(ASL height of human bronchial epithelium (HBE) was measured with confocal microscopy before and after addition of IL-13)
Functional imaging research (Corcoran, Garoff, Myerburg, Parker, Pilewski, Reed, Tilton, Przybycien): The nuclear imaging technique used by Dr. Corcoran to measure mucociliary clearance (MCC) is unique in that it provides, in parallel, information on the rate of airway surface liquid absorption (termed ABS) in the lungs. A radiolabeled small molecule probe is delivered along with the larger particle probe, and the absorption rate of the small molecule is calculated. Dr. Corcoran recently utilized this novel MCC/ABS technique to assess the effects after overnight delivery of inhaled hypertonic saline via nasal cannula and in studies on the effects of airway surface dehydration in asthma. He is currently enrolling a study comparing the efficacies of inhaled 7% hypertonic saline and inhaled mannitol using the MCC/ABS technique. The technique is also currently being used to support the collaborative epithelial systems modelling work, which is described below. The MCC/ABS techniques have been used in 7 NIH, CFF, and pharma studies since 2015. Dr. Corcoran performed 99 MCC or MCC/ABS scans involving 50 CF subjects during that period. The group recently published an analysis of factors predicting depressed mucociliary clearance in CF patients using a combined dataset assembled from their current and previous studies. This analysis revealed that colonization with P. aeruginosa was a predictor of depressed clearance while age, gender, and a previous history of Staphylococcus infections were not. They hypothesize that P. aeruginosa infection may depress MCC in the lungs contributing to the patterns of chronic infection characteristic of CF, instigating a new collaboration with Dr. Bomberger and Core C.

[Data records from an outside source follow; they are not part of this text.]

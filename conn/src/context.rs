//! Cancellation scope for blocking calls.
//!
//! A `Context` pairs a cancellation token with an optional deadline. Child
//! contexts derived with [`Context::with_timeout`] end when their parent ends
//! or when their own, possibly shorter, deadline passes.

use std::future::Future;
use std::time::Duration;

use thiserror::Error;
use tokio::time::Instant;
use tokio_util::sync::CancellationToken;

#[derive(Error, Debug, Clone, Copy, PartialEq, Eq)]
pub enum ContextError {
    #[error("context canceled")]
    Cancelled,

    #[error("context deadline exceeded")]
    DeadlineExceeded,
}

#[derive(Debug, Clone)]
pub struct Context {
    token: CancellationToken,
    deadline: Option<Instant>,
}

impl Default for Context {
    fn default() -> Self {
        Self::background()
    }
}

impl Context {
    /// A context that never ends unless cancelled.
    pub fn background() -> Self {
        Context {
            token: CancellationToken::new(),
            deadline: None,
        }
    }

    pub fn with_token(token: CancellationToken) -> Self {
        Context {
            token,
            deadline: None,
        }
    }

    /// Derives a child that ends at most `timeout` from now.
    pub fn with_timeout(&self, timeout: Duration) -> Self {
        let deadline = Instant::now() + timeout;
        Context {
            token: self.token.child_token(),
            deadline: Some(match self.deadline {
                Some(parent) if parent < deadline => parent,
                _ => deadline,
            }),
        }
    }

    pub fn cancel(&self) {
        self.token.cancel();
    }

    pub fn deadline(&self) -> Option<Instant> {
        self.deadline
    }

    /// Returns the reason this context ended, or `None` while it is live.
    pub fn err(&self) -> Option<ContextError> {
        if self.token.is_cancelled() {
            return Some(ContextError::Cancelled);
        }
        match self.deadline {
            Some(deadline) if Instant::now() >= deadline => Some(ContextError::DeadlineExceeded),
            _ => None,
        }
    }

    /// Resolves once the context ends.
    pub async fn done(&self) -> ContextError {
        match self.deadline {
            Some(deadline) => tokio::select! {
                biased;
                _ = self.token.cancelled() => ContextError::Cancelled,
                _ = tokio::time::sleep_until(deadline) => ContextError::DeadlineExceeded,
            },
            None => {
                self.token.cancelled().await;
                ContextError::Cancelled
            }
        }
    }

    /// Runs `fut` until it completes or the context ends.
    pub async fn run<F: Future>(&self, fut: F) -> Result<F::Output, ContextError> {
        if let Some(err) = self.err() {
            return Err(err);
        }
        tokio::select! {
            biased;
            out = fut => Ok(out),
            err = self.done() => Err(err),
        }
    }
}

Assays to study the airway surface liquid (Myerburg, Frizzell, Bruchez): Historically, the airway surface liquid (ASL) was difficult to examine because of the exceeding low volume of this fluid. Recent advances in imaging techniques have provided novel assays that have overcome these difficulties. Investigators in The Cell and Tissue Core have developed and validated several of these assays to allow for directly measure the ASL volume, height, pH, and viscosity. As discussed in The Assay Core, these assays and measures of ciliary function and mucus transport are routinely performed and are available to understand how the airway surface is dysregulated in CF and other inflammatory airway disease.
Systems Modeling of Airway Physiology (Corcoran, Parker, Myerburg, Pilewski): Through a collaboration between Drs. Tim Corcoran and Robert Parker (Adult Pulmonary and Chemical Engineering) the Center has developed in silico systems models of lung physiology at both the cell and organ level. These in silico models provide a framework of differential equations that describe how basic physiological processes interact and contribute to experimental outcomes. This work recently was funded through a five-year award from NIH (U01 HL131046). These investigators will link in vitro and in vivo responses by sampling nasal cells and culturing HNEs from both non-CF and CF subjects (a painless, non-invasive procedure) and a series of physiological assessments including functional imaging scans. These in silico models will allow them to consider the interaction of multiple testing and outcome variables and better differentiate the contribution of specific physiological mechanisms to therapeutic responses at the organ/patient level. Ultimately, we envision that nasal cell sampling and interpretation through in silico models will provide a detailed characterization of disease phenotype and a path to personalized therapeutics. As of June, 2017, nine subjects have been enrolled.
Optimizing drug delivery (Corcoran, Garoff, Tilton, Przybycien, Pilewski): Drs. Garoff, Tilton, and Przybycien from the Departments of Physics and Biomedical Engineering at Carnegie Mellon University have continued to develop surfactant-based inhaled antibiotics that produce surface tension gradients to drive two-dimensional transport of aerosolized medications after deposition on the ASL. They considered the post-deposition spreading of individual aerosol droplets and two-dimensional expansion of a field of aerosol droplets, when deposited at low fluxes that are representative of aerosol deposition in the small airways. These colleagues used a system that mimics and adequately captures the full miscibility but slow penetration of entangled macromolecular chains of the ASL into the deposited drug. The CMU physicist’s results suggest that aerosolized surfactant formulations may provide the means to maximize deposited drug uniformly in, and provide access to, a new entire airway generation or more in peripheral airways.